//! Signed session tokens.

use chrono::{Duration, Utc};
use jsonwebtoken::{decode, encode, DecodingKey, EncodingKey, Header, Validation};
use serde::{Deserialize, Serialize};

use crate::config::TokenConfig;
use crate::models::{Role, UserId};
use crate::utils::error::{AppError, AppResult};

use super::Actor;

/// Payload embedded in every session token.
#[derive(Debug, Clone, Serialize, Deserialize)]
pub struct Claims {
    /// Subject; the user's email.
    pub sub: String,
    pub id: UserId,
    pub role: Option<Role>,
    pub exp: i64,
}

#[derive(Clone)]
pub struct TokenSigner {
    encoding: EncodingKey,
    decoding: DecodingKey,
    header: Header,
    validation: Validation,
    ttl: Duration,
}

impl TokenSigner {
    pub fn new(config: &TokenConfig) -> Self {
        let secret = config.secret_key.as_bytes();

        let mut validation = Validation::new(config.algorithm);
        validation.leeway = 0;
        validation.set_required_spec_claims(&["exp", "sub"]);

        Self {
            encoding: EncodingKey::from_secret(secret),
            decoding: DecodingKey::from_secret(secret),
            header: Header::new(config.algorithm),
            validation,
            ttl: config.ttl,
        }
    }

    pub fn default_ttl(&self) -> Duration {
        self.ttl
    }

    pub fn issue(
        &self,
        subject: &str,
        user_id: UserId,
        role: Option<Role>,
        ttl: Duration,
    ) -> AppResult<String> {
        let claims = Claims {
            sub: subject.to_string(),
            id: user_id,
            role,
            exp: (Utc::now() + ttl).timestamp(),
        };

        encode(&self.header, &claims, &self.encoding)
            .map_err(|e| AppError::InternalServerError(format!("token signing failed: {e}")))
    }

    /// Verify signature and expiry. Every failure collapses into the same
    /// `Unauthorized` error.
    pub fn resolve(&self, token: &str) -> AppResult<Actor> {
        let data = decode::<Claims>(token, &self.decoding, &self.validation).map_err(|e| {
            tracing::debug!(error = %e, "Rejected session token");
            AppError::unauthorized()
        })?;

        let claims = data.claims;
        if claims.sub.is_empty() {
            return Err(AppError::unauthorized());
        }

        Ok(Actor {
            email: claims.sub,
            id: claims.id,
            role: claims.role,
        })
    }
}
§
#### Try it
Across the records above, return every line that contains the word "EncodingKey".

#### Written response
use jsonwebtoken::{decode, encode, DecodingKey, EncodingKey, Header, Validation};
    encoding: EncodingKey,
            encoding: EncodingKey::from_secret(secret),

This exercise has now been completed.